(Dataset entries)
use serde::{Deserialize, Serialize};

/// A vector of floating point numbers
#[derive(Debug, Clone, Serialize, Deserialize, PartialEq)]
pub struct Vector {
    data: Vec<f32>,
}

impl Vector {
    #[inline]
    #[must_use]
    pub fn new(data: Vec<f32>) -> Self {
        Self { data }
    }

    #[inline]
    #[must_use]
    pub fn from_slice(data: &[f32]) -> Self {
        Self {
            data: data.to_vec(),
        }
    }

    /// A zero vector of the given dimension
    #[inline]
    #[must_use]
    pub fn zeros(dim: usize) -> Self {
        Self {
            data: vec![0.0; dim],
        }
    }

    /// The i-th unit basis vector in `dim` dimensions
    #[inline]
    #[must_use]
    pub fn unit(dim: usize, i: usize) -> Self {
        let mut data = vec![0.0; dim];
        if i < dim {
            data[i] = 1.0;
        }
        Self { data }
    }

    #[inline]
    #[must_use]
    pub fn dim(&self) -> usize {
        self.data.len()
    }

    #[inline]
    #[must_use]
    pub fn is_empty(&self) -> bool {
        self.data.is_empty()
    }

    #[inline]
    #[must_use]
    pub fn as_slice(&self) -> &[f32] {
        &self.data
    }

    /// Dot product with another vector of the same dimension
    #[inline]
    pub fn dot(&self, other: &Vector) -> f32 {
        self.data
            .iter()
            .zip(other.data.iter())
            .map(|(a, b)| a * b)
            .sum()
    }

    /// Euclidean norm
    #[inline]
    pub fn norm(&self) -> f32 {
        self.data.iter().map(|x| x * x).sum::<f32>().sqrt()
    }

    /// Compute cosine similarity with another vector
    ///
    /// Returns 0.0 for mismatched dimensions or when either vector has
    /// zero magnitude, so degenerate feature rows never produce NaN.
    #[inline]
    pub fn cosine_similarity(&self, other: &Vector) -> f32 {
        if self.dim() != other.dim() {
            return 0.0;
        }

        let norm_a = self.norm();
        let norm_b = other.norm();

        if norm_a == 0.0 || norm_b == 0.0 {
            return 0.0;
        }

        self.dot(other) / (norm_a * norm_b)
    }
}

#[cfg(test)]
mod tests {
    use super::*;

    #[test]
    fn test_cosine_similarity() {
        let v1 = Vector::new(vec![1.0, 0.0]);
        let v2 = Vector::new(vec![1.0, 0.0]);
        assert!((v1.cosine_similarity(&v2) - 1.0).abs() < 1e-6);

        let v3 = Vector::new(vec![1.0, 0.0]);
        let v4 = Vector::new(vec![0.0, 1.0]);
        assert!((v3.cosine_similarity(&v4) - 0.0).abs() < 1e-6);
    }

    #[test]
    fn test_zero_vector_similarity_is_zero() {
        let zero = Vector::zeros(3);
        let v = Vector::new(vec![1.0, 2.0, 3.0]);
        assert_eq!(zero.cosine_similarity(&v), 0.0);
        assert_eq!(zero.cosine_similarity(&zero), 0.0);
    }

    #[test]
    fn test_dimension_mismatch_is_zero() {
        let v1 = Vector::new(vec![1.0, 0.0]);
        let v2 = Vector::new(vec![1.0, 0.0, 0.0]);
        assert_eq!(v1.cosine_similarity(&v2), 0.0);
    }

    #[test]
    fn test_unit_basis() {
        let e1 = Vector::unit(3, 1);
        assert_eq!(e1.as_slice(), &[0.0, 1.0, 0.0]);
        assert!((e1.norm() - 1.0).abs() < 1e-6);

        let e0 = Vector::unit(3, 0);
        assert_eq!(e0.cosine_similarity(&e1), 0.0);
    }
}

---

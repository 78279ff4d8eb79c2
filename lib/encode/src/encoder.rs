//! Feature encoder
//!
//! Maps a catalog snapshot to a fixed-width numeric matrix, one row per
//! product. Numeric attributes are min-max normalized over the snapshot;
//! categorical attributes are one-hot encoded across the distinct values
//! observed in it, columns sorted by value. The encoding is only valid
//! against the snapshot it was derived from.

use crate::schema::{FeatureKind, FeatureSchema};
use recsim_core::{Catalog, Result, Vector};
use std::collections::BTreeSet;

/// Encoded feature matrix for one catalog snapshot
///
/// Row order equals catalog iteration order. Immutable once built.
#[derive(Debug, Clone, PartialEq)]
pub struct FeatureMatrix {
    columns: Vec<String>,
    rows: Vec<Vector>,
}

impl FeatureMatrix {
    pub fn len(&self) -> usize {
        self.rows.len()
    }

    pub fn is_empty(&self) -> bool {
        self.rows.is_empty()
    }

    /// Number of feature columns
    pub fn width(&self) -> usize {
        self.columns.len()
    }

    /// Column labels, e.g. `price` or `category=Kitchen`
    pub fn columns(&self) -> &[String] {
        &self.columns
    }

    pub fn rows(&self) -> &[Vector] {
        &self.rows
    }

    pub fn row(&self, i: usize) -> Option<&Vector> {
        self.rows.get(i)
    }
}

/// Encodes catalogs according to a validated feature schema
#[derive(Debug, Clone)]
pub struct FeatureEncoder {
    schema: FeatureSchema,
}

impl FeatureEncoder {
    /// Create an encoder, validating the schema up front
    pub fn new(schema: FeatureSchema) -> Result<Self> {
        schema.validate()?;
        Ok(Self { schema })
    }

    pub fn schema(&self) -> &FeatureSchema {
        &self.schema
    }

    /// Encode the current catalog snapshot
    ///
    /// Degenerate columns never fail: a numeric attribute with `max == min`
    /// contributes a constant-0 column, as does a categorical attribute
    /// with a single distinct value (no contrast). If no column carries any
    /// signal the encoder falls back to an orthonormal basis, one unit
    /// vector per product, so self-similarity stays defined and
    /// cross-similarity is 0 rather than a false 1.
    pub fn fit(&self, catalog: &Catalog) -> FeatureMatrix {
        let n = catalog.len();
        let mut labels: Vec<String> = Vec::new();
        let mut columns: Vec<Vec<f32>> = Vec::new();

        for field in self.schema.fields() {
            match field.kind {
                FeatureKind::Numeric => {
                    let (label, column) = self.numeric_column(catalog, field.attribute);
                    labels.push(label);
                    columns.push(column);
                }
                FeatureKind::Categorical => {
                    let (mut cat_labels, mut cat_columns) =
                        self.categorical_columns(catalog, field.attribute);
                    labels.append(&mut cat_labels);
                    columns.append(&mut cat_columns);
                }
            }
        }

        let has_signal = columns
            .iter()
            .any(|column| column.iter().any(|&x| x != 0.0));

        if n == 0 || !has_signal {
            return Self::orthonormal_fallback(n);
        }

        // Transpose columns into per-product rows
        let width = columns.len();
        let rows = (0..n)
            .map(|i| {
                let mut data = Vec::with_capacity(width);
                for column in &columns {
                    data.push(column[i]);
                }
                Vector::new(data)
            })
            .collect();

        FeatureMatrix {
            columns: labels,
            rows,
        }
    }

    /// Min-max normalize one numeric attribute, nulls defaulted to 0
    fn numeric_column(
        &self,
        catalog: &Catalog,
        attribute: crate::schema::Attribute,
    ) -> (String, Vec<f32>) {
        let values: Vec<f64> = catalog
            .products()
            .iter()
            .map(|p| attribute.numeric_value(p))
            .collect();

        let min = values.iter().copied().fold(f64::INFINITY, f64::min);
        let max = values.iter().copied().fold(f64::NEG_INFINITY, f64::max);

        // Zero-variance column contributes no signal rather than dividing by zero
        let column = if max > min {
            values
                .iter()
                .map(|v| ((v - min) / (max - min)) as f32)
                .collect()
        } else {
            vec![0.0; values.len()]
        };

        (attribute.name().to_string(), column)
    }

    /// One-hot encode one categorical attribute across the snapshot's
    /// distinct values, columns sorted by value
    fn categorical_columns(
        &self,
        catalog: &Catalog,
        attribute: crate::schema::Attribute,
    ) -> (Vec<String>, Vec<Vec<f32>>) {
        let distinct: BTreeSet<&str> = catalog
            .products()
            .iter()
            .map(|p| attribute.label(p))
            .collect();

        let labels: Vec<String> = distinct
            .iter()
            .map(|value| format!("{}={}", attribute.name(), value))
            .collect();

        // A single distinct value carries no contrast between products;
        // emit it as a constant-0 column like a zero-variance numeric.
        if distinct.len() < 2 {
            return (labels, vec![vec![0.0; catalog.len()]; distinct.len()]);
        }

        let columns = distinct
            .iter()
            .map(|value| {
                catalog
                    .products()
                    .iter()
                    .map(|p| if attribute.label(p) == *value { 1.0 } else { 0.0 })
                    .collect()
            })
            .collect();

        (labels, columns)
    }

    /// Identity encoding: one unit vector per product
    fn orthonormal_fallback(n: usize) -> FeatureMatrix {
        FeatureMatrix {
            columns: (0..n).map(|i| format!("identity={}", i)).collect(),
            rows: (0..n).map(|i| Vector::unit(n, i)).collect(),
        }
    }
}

* * *

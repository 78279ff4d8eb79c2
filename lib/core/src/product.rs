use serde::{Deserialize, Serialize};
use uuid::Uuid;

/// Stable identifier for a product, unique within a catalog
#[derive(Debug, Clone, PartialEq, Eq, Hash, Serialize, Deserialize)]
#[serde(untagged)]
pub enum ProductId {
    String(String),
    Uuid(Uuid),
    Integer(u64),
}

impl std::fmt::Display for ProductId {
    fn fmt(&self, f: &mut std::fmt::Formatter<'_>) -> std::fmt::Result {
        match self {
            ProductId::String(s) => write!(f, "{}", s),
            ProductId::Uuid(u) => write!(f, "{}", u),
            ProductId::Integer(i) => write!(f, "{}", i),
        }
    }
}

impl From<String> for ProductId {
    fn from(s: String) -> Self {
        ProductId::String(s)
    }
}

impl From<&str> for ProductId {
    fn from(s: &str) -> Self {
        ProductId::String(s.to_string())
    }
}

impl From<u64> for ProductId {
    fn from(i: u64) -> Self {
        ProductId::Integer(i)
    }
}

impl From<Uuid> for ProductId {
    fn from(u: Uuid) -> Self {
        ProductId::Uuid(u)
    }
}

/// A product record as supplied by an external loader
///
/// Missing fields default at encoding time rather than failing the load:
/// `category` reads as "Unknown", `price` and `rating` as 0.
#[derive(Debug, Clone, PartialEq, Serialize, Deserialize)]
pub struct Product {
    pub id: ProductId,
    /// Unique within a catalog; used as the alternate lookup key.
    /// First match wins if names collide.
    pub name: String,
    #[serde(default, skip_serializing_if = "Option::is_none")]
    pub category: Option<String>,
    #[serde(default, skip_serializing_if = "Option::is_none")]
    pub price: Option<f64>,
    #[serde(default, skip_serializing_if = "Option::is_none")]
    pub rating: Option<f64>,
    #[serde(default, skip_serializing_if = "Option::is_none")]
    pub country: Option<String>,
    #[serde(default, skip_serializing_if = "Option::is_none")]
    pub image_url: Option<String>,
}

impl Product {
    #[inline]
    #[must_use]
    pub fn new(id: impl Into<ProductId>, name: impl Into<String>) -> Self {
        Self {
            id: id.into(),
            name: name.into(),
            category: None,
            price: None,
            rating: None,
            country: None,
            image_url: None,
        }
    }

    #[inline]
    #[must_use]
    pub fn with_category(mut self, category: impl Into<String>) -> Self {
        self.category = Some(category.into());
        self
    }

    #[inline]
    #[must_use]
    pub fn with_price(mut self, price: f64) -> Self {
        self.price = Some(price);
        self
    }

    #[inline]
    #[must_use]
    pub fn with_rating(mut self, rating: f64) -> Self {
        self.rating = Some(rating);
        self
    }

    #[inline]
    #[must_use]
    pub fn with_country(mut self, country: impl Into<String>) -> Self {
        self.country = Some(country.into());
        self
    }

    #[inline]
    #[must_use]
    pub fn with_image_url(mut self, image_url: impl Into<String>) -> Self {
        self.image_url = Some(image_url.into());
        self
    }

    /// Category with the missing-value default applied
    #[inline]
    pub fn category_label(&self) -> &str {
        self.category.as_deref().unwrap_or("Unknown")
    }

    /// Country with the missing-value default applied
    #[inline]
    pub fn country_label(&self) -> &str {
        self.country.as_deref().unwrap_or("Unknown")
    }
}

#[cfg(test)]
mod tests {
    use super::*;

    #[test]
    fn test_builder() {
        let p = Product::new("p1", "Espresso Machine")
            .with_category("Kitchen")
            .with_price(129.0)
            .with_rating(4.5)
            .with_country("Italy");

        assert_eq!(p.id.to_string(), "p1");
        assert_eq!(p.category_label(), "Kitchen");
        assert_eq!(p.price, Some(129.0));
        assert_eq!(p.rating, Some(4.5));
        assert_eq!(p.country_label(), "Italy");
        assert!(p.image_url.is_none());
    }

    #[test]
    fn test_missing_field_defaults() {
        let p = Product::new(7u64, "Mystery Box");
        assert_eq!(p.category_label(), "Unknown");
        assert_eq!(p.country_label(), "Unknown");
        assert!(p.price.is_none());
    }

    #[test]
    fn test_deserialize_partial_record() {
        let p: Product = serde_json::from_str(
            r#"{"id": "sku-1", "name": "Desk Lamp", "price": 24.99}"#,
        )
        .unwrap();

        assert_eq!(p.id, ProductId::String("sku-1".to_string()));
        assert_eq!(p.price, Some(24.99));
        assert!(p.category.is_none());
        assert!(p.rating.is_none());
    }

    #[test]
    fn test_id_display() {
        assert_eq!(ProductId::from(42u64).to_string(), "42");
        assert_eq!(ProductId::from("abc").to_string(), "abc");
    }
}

What is needed: Starting at the line that has "pub fn from_slice(data: &[f32])" in the records above, restate word for word every line until the one that has "let v2 = Vector::new(vec![1.0, 0.0]);", and include that one as well.

Response to this task:
    pub fn from_slice(data: &[f32]) -> Self {
        Self {
            data: data.to_vec(),
        }
    }

    /// A zero vector of the given dimension
    #[inline]
    #[must_use]
    pub fn zeros(dim: usize) -> Self {
        Self {
            data: vec![0.0; dim],
        }
    }

    /// The i-th unit basis vector in `dim` dimensions
    #[inline]
    #[must_use]
    pub fn unit(dim: usize, i: usize) -> Self {
        let mut data = vec![0.0; dim];
        if i < dim {
            data[i] = 1.0;
        }
        Self { data }
    }

    #[inline]
    #[must_use]
    pub fn dim(&self) -> usize {
        self.data.len()
    }

    #[inline]
    #[must_use]
    pub fn is_empty(&self) -> bool {
        self.data.is_empty()
    }

    #[inline]
    #[must_use]
    pub fn as_slice(&self) -> &[f32] {
        &self.data
    }

    /// Dot product with another vector of the same dimension
    #[inline]
    pub fn dot(&self, other: &Vector) -> f32 {
        self.data
            .iter()
            .zip(other.data.iter())
            .map(|(a, b)| a * b)
            .sum()
    }

    /// Euclidean norm
    #[inline]
    pub fn norm(&self) -> f32 {
        self.data.iter().map(|x| x * x).sum::<f32>().sqrt()
    }

    /// Compute cosine similarity with another vector
    ///
    /// Returns 0.0 for mismatched dimensions or when either vector has
    /// zero magnitude, so degenerate feature rows never produce NaN.
    #[inline]
    pub fn cosine_similarity(&self, other: &Vector) -> f32 {
        if self.dim() != other.dim() {
            return 0.0;
        }

        let norm_a = self.norm();
        let norm_b = other.norm();

        if norm_a == 0.0 || norm_b == 0.0 {
            return 0.0;
        }

        self.dot(other) / (norm_a * norm_b)
    }
}

#[cfg(test)]
mod tests {
    use super::*;

    #[test]
    fn test_cosine_similarity() {
        let v1 = Vector::new(vec![1.0, 0.0]);
        let v2 = Vector::new(vec![1.0, 0.0]);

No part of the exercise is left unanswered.